TASK DETAILS. All lines below containing the string "production" are to be copied.

ENTRIES SHOWN.
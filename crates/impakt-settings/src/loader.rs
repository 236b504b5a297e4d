//! Settings loading from dotenv files and the process environment.
//!
//! The process environment decides the run mode. The matching `.env.<mode>`
//! file, then `.env.local`, then the process environment itself are layered
//! over compiled defaults. The result is a typed [`Settings`]; nothing is
//! written back into the process environment.

use std::collections::HashMap;
use std::path::Path;

use crate::errors::{Result, SettingsError};
use crate::types::{DatabaseBackend, Environment, Settings};

/// Variable holding the run mode.
pub const ENV_VAR: &str = "APP_ENV";

/// Legacy alias for [`ENV_VAR`].
pub const LEGACY_ENV_VAR: &str = "PYTHON_ENV";

/// Load settings from the current directory and the process environment.
pub fn load_settings() -> Result<Settings> {
    let vars: HashMap<String, String> = std::env::vars().collect();
    load_settings_from(Path::new("."), &vars)
}

/// Load settings from dotenv files under `dir`, with `process_env` on top.
pub fn load_settings_from(dir: &Path, process_env: &HashMap<String, String>) -> Result<Settings> {
    let environment = resolve_environment(process_env)?;

    let mut merged = HashMap::new();
    for file in [environment.env_file(), ".env.local"] {
        merged.extend(read_env_file(&dir.join(file))?);
    }
    merged.extend(process_env.iter().map(|(k, v)| (k.clone(), v.clone())));

    let mut settings = Settings::defaults_for(environment);
    apply_vars(&mut settings, &merged)?;
    tracing::debug!(environment = %environment, backend = ?settings.database.backend, "settings loaded");
    Ok(settings)
}

/// Determine the run mode from `APP_ENV`, falling back to `PYTHON_ENV`.
///
/// Unset means development; any other value than `development` or
/// `production` is an error.
pub fn resolve_environment(vars: &HashMap<String, String>) -> Result<Environment> {
    let raw = [ENV_VAR, LEGACY_ENV_VAR]
        .iter()
        .find_map(|key| vars.get(*key).filter(|v| !v.trim().is_empty()));
    match raw {
        None => Ok(Environment::default()),
        Some(value) => {
            Environment::parse(value).ok_or_else(|| SettingsError::InvalidEnvironment(value.clone()))
        }
    }
}

/// Read one dotenv file. A missing file yields no variables.
pub fn read_env_file(path: &Path) -> Result<HashMap<String, String>> {
    if !path.is_file() {
        return Ok(HashMap::new());
    }
    let mut vars = HashMap::new();
    for item in dotenvy::from_path_iter(path)? {
        let (key, value) = item?;
        let _ = vars.insert(key, value);
    }
    tracing::debug!(path = %path.display(), count = vars.len(), "read env file");
    Ok(vars)
}

/// Apply recognised keys from `vars` over `settings`.
///
/// Numeric values are range-checked; invalid ones are ignored with a warning.
/// An unknown `DATABASE_BACKEND` is an error.
pub fn apply_vars(settings: &mut Settings, vars: &HashMap<String, String>) -> Result<()> {
    let get = |name: &str| vars.get(name).filter(|v| !v.is_empty()).cloned();

    // ── Database ────────────────────────────────────────────────────
    if let Some(v) = get("DATABASE_BACKEND") {
        settings.database.backend = DatabaseBackend::parse(&v)
            .ok_or_else(|| SettingsError::InvalidValue(format!("DATABASE_BACKEND={v}")))?;
    }
    if let Some(v) = get("POSTGRES_HOST") {
        settings.database.host = v;
    }
    if let Some(v) = read_u16(vars, "POSTGRES_PORT", 1, 65535) {
        settings.database.port = v;
    }
    if let Some(v) = get("POSTGRES_USER") {
        settings.database.user = v;
    }
    if let Some(v) = vars.get("POSTGRES_PASSWORD") {
        settings.database.password.clone_from(v);
    }
    if let Some(v) = get("POSTGRES_DB") {
        settings.database.name = v;
    }
    if let Some(v) = get("SQLITE_PATH") {
        settings.database.sqlite_path = v;
    }
    if let Some(v) = read_u32(vars, "DB_POOL_SIZE", 1, 256) {
        settings.database.pool_size = v;
    }

    // ── Server ──────────────────────────────────────────────────────
    if let Some(v) = get("SERVER_HOST") {
        settings.server.host = v;
    }
    if let Some(v) = read_u16(vars, "SERVER_PORT", 0, 65535) {
        settings.server.port = v;
    }
    if let Some(v) = get("API_URL") {
        settings.server.cors_origin = Some(v);
    }

    // ── Logging ─────────────────────────────────────────────────────
    if let Some(v) = get("LOG_LEVEL") {
        settings.log_level = v;
    }
    Ok(())
}

// ── Pure parsing functions ──────────────────────────────────────────────────

/// Parse a string as a `u16` within a range.
pub fn parse_u16_range(val: &str, min: u16, max: u16) -> Option<u16> {
    let n: u16 = val.trim().parse().ok()?;
    (n >= min && n <= max).then_some(n)
}

/// Parse a string as a `u32` within a range.
pub fn parse_u32_range(val: &str, min: u32, max: u32) -> Option<u32> {
    let n: u32 = val.trim().parse().ok()?;
    (n >= min && n <= max).then_some(n)
}

fn read_u16(vars: &HashMap<String, String>, name: &str, min: u16, max: u16) -> Option<u16> {
    let val = vars.get(name)?;
    let result = parse_u16_range(val, min, max);
    if result.is_none() {
        tracing::warn!(key = name, value = %val, "invalid u16 setting, ignoring");
    }
    result
}

fn read_u32(vars: &HashMap<String, String>, name: &str, min: u32, max: u32) -> Option<u32> {
    let val = vars.get(name)?;
    let result = parse_u32_range(val, min, max);
    if result.is_none() {
        tracing::warn!(key = name, value = %val, "invalid u32 setting, ignoring");
    }
    result
}

// ─────────────────────────────────────────────────────────────────────────────
// Tests
// ─────────────────────────────────────────────────────────────────────────────
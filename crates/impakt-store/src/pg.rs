//! `PostgreSQL` backend: connection pool and session.
//!
//! Uses `r2d2` connection pooling with the `r2d2_postgres` manager over the
//! synchronous `postgres` client, mirroring the `SQLite` backend so both can
//! sit behind [`Session`].

use std::fmt;
use std::time::Duration;

use chrono::NaiveDateTime;
use postgres::types::ToSql;
use postgres::{Config, NoTls, Row};
use r2d2::Pool;
use r2d2_postgres::PostgresConnectionManager;
use tracing::warn;

use crate::errors::{Result, StoreError};
use crate::schema::{EntitySchema, FieldType};
use crate::session::Session;
use crate::sql::{Bind, Dialect, Statement};
use crate::value::{Record, Value};

/// Alias for the `PostgreSQL` connection pool type.
pub type PgPool = Pool<PostgresConnectionManager<NoTls>>;

/// Alias for a pooled `PostgreSQL` connection.
pub type PooledConnection = r2d2::PooledConnection<PostgresConnectionManager<NoTls>>;

/// Connection parameters for a `PostgreSQL` server.
#[derive(Clone, PartialEq, Eq)]
pub struct PgConnectParams {
    /// Server host.
    pub host: String,
    /// Server port.
    pub port: u16,
    /// Role name.
    pub user: String,
    /// Role password.
    pub password: String,
    /// Database name.
    pub database: String,
}

impl fmt::Debug for PgConnectParams {
    fn fmt(&self, f: &mut fmt::Formatter<'_>) -> fmt::Result {
        f.debug_struct("PgConnectParams")
            .field("host", &self.host)
            .field("port", &self.port)
            .field("user", &self.user)
            .field("password", &"***")
            .field("database", &self.database)
            .finish()
    }
}

impl PgConnectParams {
    /// Driver configuration for these parameters.
    pub fn to_config(&self) -> Config {
        let mut config = Config::new();
        let _ = config
            .host(&self.host)
            .port(self.port)
            .user(&self.user)
            .password(&self.password)
            .dbname(&self.database)
            .connect_timeout(Duration::from_secs(5));
        config
    }
}

/// Create a pool from connection parameters.
pub fn new_pool(params: &PgConnectParams, pool_size: u32) -> Result<PgPool> {
    build_pool(params.to_config(), pool_size)
}

/// Create a pool from a `postgres://` URL or key-value connection string.
pub fn new_pool_from_url(url: &str, pool_size: u32) -> Result<PgPool> {
    let config: Config = url.parse()?;
    build_pool(config, pool_size)
}

fn build_pool(config: Config, pool_size: u32) -> Result<PgPool> {
    let manager = PostgresConnectionManager::new(config, NoTls);
    let pool = Pool::builder()
        .max_size(pool_size)
        .connection_timeout(Duration::from_secs(5))
        .build(manager)?;
    Ok(pool)
}

// ─────────────────────────────────────────────────────────────────────────────
// Session
// ─────────────────────────────────────────────────────────────────────────────

/// A session over one pooled `PostgreSQL` connection.
pub struct PgSession {
    conn: PooledConnection,
    open_tx: bool,
}

impl PgSession {
    /// Check a connection out of the pool.
    pub fn open(pool: &PgPool) -> Result<Self> {
        Ok(Self {
            conn: pool.get()?,
            open_tx: false,
        })
    }
}

impl Session for PgSession {
    fn dialect(&self) -> Dialect {
        Dialect::Postgres
    }

    fn begin(&mut self) -> Result<()> {
        self.conn.batch_execute("BEGIN")?;
        self.open_tx = true;
        Ok(())
    }

    fn commit(&mut self) -> Result<()> {
        self.conn.batch_execute("COMMIT")?;
        self.open_tx = false;
        Ok(())
    }

    fn rollback(&mut self) -> Result<()> {
        if !self.open_tx {
            return Ok(());
        }
        self.open_tx = false;
        self.conn.batch_execute("ROLLBACK")?;
        Ok(())
    }

    fn query(&mut self, schema: &'static EntitySchema, stmt: &Statement) -> Result<Vec<Record>> {
        let owned: Vec<Box<dyn ToSql + Sync>> = stmt.params.iter().map(to_pg_param).collect();
        let params: Vec<&(dyn ToSql + Sync)> = owned
            .iter()
            .map(|p| &**p as &(dyn ToSql + Sync))
            .collect();
        let rows = self
            .conn
            .query(stmt.sql.as_str(), &params)
            .map_err(|e| classify_error(schema.name, e))?;
        rows.iter().map(|row| read_row(schema, row)).collect()
    }

    fn execute_batch(&mut self, sql: &str) -> Result<()> {
        self.conn.batch_execute(sql)?;
        Ok(())
    }

    fn query_i64(&mut self, sql: &str) -> Result<Option<i64>> {
        let row = self.conn.query_opt(sql, &[])?;
        match row {
            Some(row) => Ok(row.try_get::<_, Option<i64>>(0)?),
            None => Ok(None),
        }
    }
}

impl Drop for PgSession {
    fn drop(&mut self) {
        if self.open_tx {
            if let Err(e) = self.conn.batch_execute("ROLLBACK") {
                warn!(error = %e, "rollback on session drop failed");
            }
        }
    }
}

/// Owned bind parameter; NULLs carry the column's type.
fn to_pg_param(bind: &Bind) -> Box<dyn ToSql + Sync> {
    match (&bind.value, bind.ty) {
        (Value::Integer(n), _) => Box::new(*n),
        (Value::Text(s), _) => Box::new(s.clone()),
        (Value::Timestamp(ts), _) => Box::new(*ts),
        (Value::Null, FieldType::Integer) => Box::new(None::<i64>),
        (Value::Null, FieldType::Text | FieldType::Enum(_)) => Box::new(None::<String>),
        (Value::Null, FieldType::Timestamp) => Box::new(None::<NaiveDateTime>),
    }
}

fn read_row(schema: &'static EntitySchema, row: &Row) -> Result<Record> {
    let mut record = Record::new();
    for (idx, field) in schema.fields.iter().enumerate() {
        let value: Value = match field.ty {
            FieldType::Integer => row.try_get::<_, Option<i64>>(idx)?.into(),
            FieldType::Text | FieldType::Enum(_) => row.try_get::<_, Option<String>>(idx)?.into(),
            FieldType::Timestamp => row.try_get::<_, Option<NaiveDateTime>>(idx)?.into(),
        };
        record.insert(field.name, value);
    }
    Ok(record)
}

fn classify_error(entity: &'static str, err: postgres::Error) -> StoreError {
    if let Some(db) = err.as_db_error() {
        let code = db.code().code();
        if code.starts_with("23") {
            let detail = match db.detail() {
                Some(detail) => format!("{}: {detail}", db.message()),
                None => db.message().to_string(),
            };
            return classify_sqlstate(entity, code, detail);
        }
    }
    StoreError::Postgres(err)
}

/// Map an integrity-class SQLSTATE onto the domain taxonomy.
pub fn classify_sqlstate(entity: &'static str, code: &str, detail: String) -> StoreError {
    match code {
        "23503" => StoreError::ForeignKeyViolation { entity, detail },
        "23505" => StoreError::ResourceExists { entity, detail },
        _ => StoreError::Integrity { entity, detail },
    }
}

// ─────────────────────────────────────────────────────────────────────────────
// Tests
// ─────────────────────────────────────────────────────────────────────────────
//! Settings error types.

use thiserror::Error;

/// Errors that can occur when loading settings.
#[derive(Debug, Error)]
pub enum SettingsError {
    /// A dotenv file exists but could not be read or parsed.
    #[error("failed to read env file: {0}")]
    Dotenv(#[from] dotenvy::Error),
    /// `APP_ENV` / `PYTHON_ENV` named an unknown mode.
    #[error("invalid environment `{0}`: expected `development` or `production`")]
    InvalidEnvironment(String),
    /// A settings value was invalid and has no safe fallback.
    #[error("invalid settings value: {0}")]
    InvalidValue(String),
}

/// Result type for settings operations.
pub type Result<T> = std::result::Result<T, SettingsError>;

// ─────────────────────────────────────────────────────────────────────────────
// Tests
// ─────────────────────────────────────────────────────────────────────────────
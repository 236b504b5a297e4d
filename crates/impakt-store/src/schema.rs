//! Static schema metadata for persisted entities.
//!
//! Every entity declares one [`EntitySchema`] constant: its table name, the
//! ordered field list, the primary-key subset and its foreign keys. The
//! generic CRUD layer reads nothing else, so adding an entity means adding a
//! schema constant and a typed struct, never new operation code.

use serde::Serialize;
use serde::de::DeserializeOwned;

use crate::errors::Result;
use crate::value::Record;

/// Semantic type of a field.
#[derive(Debug, Clone, Copy, PartialEq, Eq)]
pub enum FieldType {
    /// 64-bit signed integer.
    Integer,
    /// UTF-8 text.
    Text,
    /// Naive (zone-less) date and time.
    Timestamp,
    /// Text restricted to a fixed set of variants.
    Enum(&'static [&'static str]),
}

impl FieldType {
    /// Human-readable type name for error messages.
    pub fn name(&self) -> &'static str {
        match self {
            FieldType::Integer => "integer",
            FieldType::Text => "string",
            FieldType::Timestamp => "timestamp",
            FieldType::Enum(_) => "enum",
        }
    }
}

/// One declared field of an entity.
#[derive(Debug, Clone, Copy, PartialEq, Eq)]
pub struct FieldDef {
    /// Column name.
    pub name: &'static str,
    /// Semantic type.
    pub ty: FieldType,
    /// Whether the column accepts NULL.
    pub nullable: bool,
    /// Whether the storage engine assigns a value when none is supplied.
    pub generated: bool,
}

impl FieldDef {
    /// A non-nullable field the caller must supply.
    pub const fn required(name: &'static str, ty: FieldType) -> Self {
        Self {
            name,
            ty,
            nullable: false,
            generated: false,
        }
    }

    /// A nullable field.
    pub const fn optional(name: &'static str, ty: FieldType) -> Self {
        Self {
            name,
            ty,
            nullable: true,
            generated: false,
        }
    }

    /// A non-nullable integer key assigned by the storage engine.
    pub const fn generated_key(name: &'static str) -> Self {
        Self {
            name,
            ty: FieldType::Integer,
            nullable: false,
            generated: true,
        }
    }

    /// Whether `create` must be given a value for this field.
    pub fn is_required(&self) -> bool {
        !self.nullable && !self.generated
    }
}

/// A foreign-key relationship `(field) → target(target_field)`.
#[derive(Debug, Clone, Copy, PartialEq, Eq)]
pub struct ForeignKey {
    /// Referencing field on this entity.
    pub field: &'static str,
    /// Referenced entity (table) name.
    pub target: &'static str,
    /// Referenced field on the target.
    pub target_field: &'static str,
}

/// Complete static description of an entity table.
#[derive(Debug, Clone, Copy, PartialEq, Eq)]
pub struct EntitySchema {
    /// Entity and table name (e.g. `"Company"`).
    pub name: &'static str,
    /// URL path segment the entity is exposed under (e.g. `"companies"`).
    pub resource: &'static str,
    /// Declared fields, in column order.
    pub fields: &'static [FieldDef],
    /// Names of the fields that form the primary key, in key order.
    pub primary_key: &'static [&'static str],
    /// Foreign keys declared on this entity.
    pub foreign_keys: &'static [ForeignKey],
}

impl EntitySchema {
    /// Look up a declared field by name.
    pub fn field(&self, name: &str) -> Option<&'static FieldDef> {
        self.fields.iter().find(|f| f.name == name)
    }

    /// Whether `name` is part of the primary key.
    pub fn is_primary_key(&self, name: &str) -> bool {
        self.primary_key.contains(&name)
    }

    /// The primary-key field definitions, in key order.
    pub fn primary_key_fields(&self) -> impl Iterator<Item = &'static FieldDef> + '_ {
        self.primary_key.iter().filter_map(|name| self.field(name))
    }

    /// Fields `create` must be given (non-nullable, not engine-assigned).
    pub fn required_fields(&self) -> impl Iterator<Item = &'static FieldDef> {
        self.fields.iter().filter(|f| f.is_required())
    }

    /// Foreign keys declared on `field`, if any.
    pub fn foreign_key(&self, field: &str) -> Option<&'static ForeignKey> {
        self.foreign_keys.iter().find(|fk| fk.field == field)
    }
}

/// A typed Rust struct bound to a static schema.
///
/// Rows travel between the database and the struct as a [`Record`]; the
/// struct's serde representation must use the schema's field names.
pub trait Entity: Serialize + DeserializeOwned + Send + Sync + 'static {
    /// Schema metadata for this entity.
    const SCHEMA: &'static EntitySchema;

    /// Materialise the typed entity from a row record.
    fn from_record(record: Record) -> Result<Self> {
        record.into_entity(Self::SCHEMA)
    }
}

// ─────────────────────────────────────────────────────────────────────────────
// Tests
// ─────────────────────────────────────────────────────────────────────────────
#![forbid(unsafe_code)]

use error_iter::ErrorIter as _;
use hourly_ledger::errors::{ConfigError, LedgerError};
use hourly_ledger::{Config, Ledger};
use onlyargs::{CliError, OnlyArgs as _};
use onlyargs_derive::OnlyArgs;
use ron::ser::PrettyConfig;
use std::fs::File;
use std::io::{self, BufWriter, Write};
use std::{path::PathBuf, process::ExitCode};
use thiserror::Error;

#[derive(Debug, Error)]
enum Error {
    #[error("CLI error")]
    Cli(#[from] CliError),

    #[error("Configuration error")]
    Config(#[from] ConfigError),

    #[error("Unable to read the event log")]
    Ledger(#[from] LedgerError),

    #[error("Unable to create {0:?}")]
    Create(PathBuf, #[source] io::Error),

    #[error("RON serialization error")]
    Ron(#[from] ron::Error),

    #[error("I/O error")]
    Io(#[from] io::Error),
}

/// Write every deposit in the event log as pretty RON.
#[derive(Debug, OnlyArgs)]
#[footer = "Additional environment variables:"]
#[footer = "  - LEDGER_DB is the path to the SQLite database. Overridden by `--db`."]
#[footer = "  - LEDGER_BUSY_TIMEOUT_MS bounds how long to wait for a competing writer."]
struct Args {
    /// Override the database path.
    db: Option<PathBuf>,

    /// Write to this file instead of stdout.
    #[short('o')]
    output: Option<PathBuf>,
}

fn main() -> ExitCode {
    match run() {
        Ok(_) => ExitCode::SUCCESS,
        Err(err) => {
            if matches!(err, Error::Cli(_)) {
                eprintln!("{}", Args::HELP);
            }

            eprintln!("Error: {err}");
            for source in err.sources().skip(1) {
                eprintln!("  Caused by: {source}");
            }

            ExitCode::FAILURE
        }
    }
}

fn run() -> Result<(), Error> {
    let args: Args = onlyargs::parse()?;

    let mut config = Config::from_env()?;
    if let Some(db) = args.db {
        config.db_path = db;
    }
    let events = Ledger::open(&config)?.events()?;

    let mut writer: Box<dyn Write> = match args.output {
        Some(path) => Box::new(BufWriter::new(
            File::create(&path).map_err(|err| Error::Create(path, err))?,
        )),
        None => Box::new(io::stdout().lock()),
    };
    ron::ser::to_writer_pretty(&mut writer, &events, PrettyConfig::default())?;
    writeln!(writer)?;
    writer.flush()?;

    Ok(())
}
#![forbid(unsafe_code)]

use chrono::{DateTime, SecondsFormat, Utc};
use error_iter::ErrorIter as _;
use hourly_ledger::errors::{ConfigError, LedgerError};
use hourly_ledger::{Config, DepositAmount, Ledger};
use is_terminal::IsTerminal as _;
use onlyargs::{CliError, OnlyArgs as _};
use onlyargs_derive::OnlyArgs;
use std::io::{self, Write as _};
use std::{env, path::PathBuf, process::ExitCode};
use thiserror::Error;
use tracing::{info, warn};
use tracing_subscriber::filter::{EnvFilter, LevelFilter};
use tracing_subscriber::prelude::*;

/// Record deposits and report hourly running totals.
#[derive(Debug, OnlyArgs)]
#[footer = "Additional environment variables:"]
#[footer = "  - LEDGER_DB is the path to the SQLite database. Overridden by `--db`."]
#[footer = "      Default is \"ledger.sqlite3\" in the user's data directory."]
#[footer = "  - LEDGER_BUSY_TIMEOUT_MS bounds how long a transaction waits for a competing"]
#[footer = "      writer. Default is 5000."]
#[footer = "  - RUST_LOG sets the log filter. Default is \"info\"."]
#[footer = "  - TERM_COLOR accepts \"always\" to override automatic terminal sensing"]
struct Args {
    /// Run the tool in the given mode.
    ///
    /// Available modes:
    /// - "historical" [default]
    /// - "deposit"
    /// - "rebuild"
    /// - "audit"
    mode: Option<String>,

    /// Deposit time, RFC 3339. Required by `deposit` mode.
    datetime: Option<String>,

    /// Deposit amount, a positive decimal. Required by `deposit` mode.
    amount: Option<String>,

    /// Start of the reporting window, RFC 3339. Required by `historical` mode.
    start: Option<String>,

    /// End of the reporting window, RFC 3339. Required by `historical` mode.
    end: Option<String>,

    /// Print results as JSON.
    json: bool,

    /// Override the database path.
    #[long]
    db: Option<PathBuf>,
}

#[derive(Debug, Error)]
enum Error {
    #[error("Invalid tool mode. See `--help`")]
    Mode,

    #[error("Missing `--{0}` argument. See `--help`")]
    Missing(&'static str),

    #[error("Argument parsing error")]
    Args(#[from] CliError),

    #[error("Configuration error")]
    Config(#[from] ConfigError),

    #[error("Ledger error")]
    Ledger(#[from] LedgerError),

    #[error("JSON serialization error")]
    Json(#[from] serde_json::Error),

    #[error("I/O error")]
    Io(#[from] io::Error),

    #[error("Audit found inconsistent buckets")]
    Audit,
}

#[derive(Clone, Copy, Debug)]
enum Mode {
    Historical,
    Deposit,
    Rebuild,
    Audit,
}

fn main() -> ExitCode {
    // Uses the `RUST_LOG` environment var for configuration. E.g. `RUST_LOG=debug cargo run`
    //
    // See: https://docs.rs/tracing-subscriber/latest/tracing_subscriber/struct.EnvFilter.html#directives
    let env_filter = EnvFilter::builder()
        .with_default_directive(LevelFilter::INFO.into())
        .from_env_lossy();
    let term_color = env::var("TERM_COLOR")
        .map(|color| color == "always")
        .unwrap_or_else(|_| io::stderr().is_terminal());
    tracing_subscriber::registry()
        .with(
            tracing_subscriber::fmt::layer()
                .with_writer(io::stderr)
                .with_ansi(term_color),
        )
        .with(env_filter)
        .init();

    match run(onlyargs::parse()) {
        Ok(_) => ExitCode::SUCCESS,
        Err(err) => {
            if matches!(err, Error::Args(_) | Error::Mode | Error::Missing(_)) {
                eprintln!("{}", Args::HELP);
            }

            eprintln!("Error: {err}");
            for source in err.sources().skip(1) {
                eprintln!("  Caused by: {source}");
            }

            ExitCode::FAILURE
        }
    }
}

fn run(args: Result<Args, CliError>) -> Result<(), Error> {
    let args = args?;
    let mode = Mode::try_from(args.mode.unwrap_or_else(|| "historical".to_string()))?;

    let mut config = Config::from_env()?;
    if let Some(db) = args.db {
        config.db_path = db;
    }
    info!("Database: `{}`", config.db_path.display());
    let ledger = Ledger::open(&config)?;

    let mut stdout = io::stdout().lock();

    match mode {
        Mode::Deposit => {
            let event_time = parse_datetime(args.datetime.ok_or(Error::Missing("datetime"))?)?;
            let amount = args
                .amount
                .ok_or(Error::Missing("amount"))?
                .parse::<DepositAmount>()
                .map_err(LedgerError::from)?;

            ledger.deposit(event_time, amount)?;
            info!("Deposited {amount} at {event_time}");
        }
        Mode::Historical => {
            let start = parse_datetime(args.start.ok_or(Error::Missing("start"))?)?;
            let end = parse_datetime(args.end.ok_or(Error::Missing("end"))?)?;

            let series = ledger.series(start, end)?;
            if args.json {
                serde_json::to_writer_pretty(&mut stdout, &series)?;
                writeln!(stdout)?;
            } else {
                for entry in series {
                    let time = entry.time.to_rfc3339_opts(SecondsFormat::Secs, true);
                    writeln!(stdout, "{time}  {}", entry.amount)?;
                }
            }
        }
        Mode::Rebuild => {
            let count = ledger.rebuild()?;
            writeln!(stdout, "Replayed {count} events")?;
        }
        Mode::Audit => {
            let report = ledger.audit()?;
            if args.json {
                serde_json::to_writer_pretty(&mut stdout, &report)?;
                writeln!(stdout)?;
            } else {
                writeln!(stdout, "Events:  {}", report.events)?;
                writeln!(stdout, "Buckets: {}", report.buckets)?;
                writeln!(stdout, "Total:   {}", report.total)?;
                writeln!(stdout, "Latest:  {}", report.latest)?;
                for mismatch in &report.mismatches {
                    warn!(
                        "Bucket {}: stored {:?}, expected {:?}",
                        mismatch.bucket_end, mismatch.stored, mismatch.expected,
                    );
                }
                for (earlier, later) in &report.non_monotonic {
                    warn!(
                        "Running total decreases from {} at {} to {} at {}",
                        earlier.cumulative_amount,
                        earlier.bucket_end,
                        later.cumulative_amount,
                        later.bucket_end,
                    );
                }
            }

            if !report.is_consistent() {
                return Err(Error::Audit);
            }
        }
    }

    Ok(())
}

/// Parse an RFC 3339 timestamp in any offset.
fn parse_datetime(input: String) -> Result<DateTime<Utc>, LedgerError> {
    Ok(DateTime::parse_from_rfc3339(input.trim())?.with_timezone(&Utc))
}

impl TryFrom<String> for Mode {
    type Error = Error;

    fn try_from(value: String) -> Result<Self, Self::Error> {
        match value.to_ascii_lowercase().as_str() {
            "historical" => Ok(Self::Historical),
            "deposit" => Ok(Self::Deposit),
            "rebuild" => Ok(Self::Rebuild),
            "audit" => Ok(Self::Audit),
            _ => Err(Error::Mode),
        }
    }
}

TASK OUTPUT.
/// `production` is an error.
    #[error("invalid environment `{0}`: expected `development` or `production`")]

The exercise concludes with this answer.